A’s manager Mark Kotsay began his 17-year Major League playing career under Leyland with a few weeks as a midseason call-up with the 1997 Florida Marlins. After they retooled following their World Series championship in ‘98, Kotsay became a regular playing for Leyland on a rebuilding team.
The experience shaped Kotsay’s career, first as a player, then as he took on coaching.
“I couldn’t be more proud to have played for Jim,” Kotsay told reporters at the Winter Meetings. “The impact he left on me as a rookie, to this day, of a grinding blue-collar mentality. My image of Jim Leyland is sliding shorts and a cigarette at his desk entertaining the media with no shirt on. The best undressing of a ballclub that I’ve ever heard came from Jim Leyland my rookie year in the old Astrodome. It was Hall of Fame.”

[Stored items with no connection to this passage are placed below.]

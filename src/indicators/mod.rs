// =============================================================================
// Technical Indicators Module
// =============================================================================
//
// Pure, side-effect-free implementations of the indicators driving the signal
// pipeline.  Every function operates on a plain `&[f64]` close sequence and
// returns a series with the SAME length and alignment as its input, so that
// candle `i` always lines up with indicator value `i`.
//
// Warm-up handling is explicit: producers mark not-yet-meaningful leading
// positions as NaN, then `backfill` replaces them with the first defined
// value before anything crosses the module boundary.

pub mod ema;
pub mod macd;
pub mod rsi;

pub use ema::{ema, wilder_smooth};
pub use macd::{macd, MacdSeries};
pub use rsi::rsi;

use std::str::FromStr;

/// Replace leading non-finite entries with the first finite value.
///
/// This is the warm-up policy for every indicator series: after the producer
/// has filled real values from the first meaningful index onward, the leading
/// NaN prefix is overwritten so no undefined position ever reaches a caller.
/// A series with no finite value at all is left untouched.
pub fn backfill(series: &mut [f64]) {
    let first_finite = match series.iter().position(|v| v.is_finite()) {
        Some(idx) => idx,
        None => return,
    };
    let fill = series[first_finite];
    for slot in &mut series[..first_finite] {
        *slot = fill;
    }
}

// =============================================================================
// Indicator selection
// =============================================================================

/// The indicators a caller may request from the indicator endpoint.
#[derive(Debug, Clone, Copy, PartialEq, Eq, Hash)]
pub enum IndicatorKind {
    Rsi,
    Macd,
}

impl FromStr for IndicatorKind {
    type Err = String;

    fn from_str(s: &str) -> Result<Self, Self::Err> {
        match s.trim().to_ascii_uppercase().as_str() {
            "RSI" => Ok(Self::Rsi),
            "MACD" => Ok(Self::Macd),
            other => Err(format!("unknown indicator '{other}' (expected RSI or MACD)")),
        }
    }
}

impl IndicatorKind {
    /// Parse a comma-separated selection like `"RSI,MACD"`.
    ///
    /// `None` or an all-whitespace string selects every indicator, matching
    /// the endpoint's documented default.
    pub fn parse_selection(raw: Option<&str>) -> Result<Vec<IndicatorKind>, String> {
        let raw = match raw {
            Some(r) if !r.trim().is_empty() => r,
            _ => return Ok(vec![Self::Rsi, Self::Macd]),
        };

        let mut kinds = Vec::new();
        for part in raw.split(',') {
            let kind = part.parse::<IndicatorKind>()?;
            if !kinds.contains(&kind) {
                kinds.push(kind);
            }
        }
        Ok(kinds)
    }
}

Kotsay interviewed for the Tigers’ managerial opening in 2020 before Detroit hired A.J. Hinch.
“When I interviewed for Detroit, Jim came and picked me up from the hotel,” Kotsay said. “We had a great conversation in the car ride. You could just hear the care and the passion that he has for the game.
“I played [14] games [with the Marlins] for Jim in ‘97 and all of ’98, [the second of] which was a season like the one we just experienced in Oakland this season, and he never wavered. In that limited time, we built a bond that will last forever. He’s Hall of Fame in every way.”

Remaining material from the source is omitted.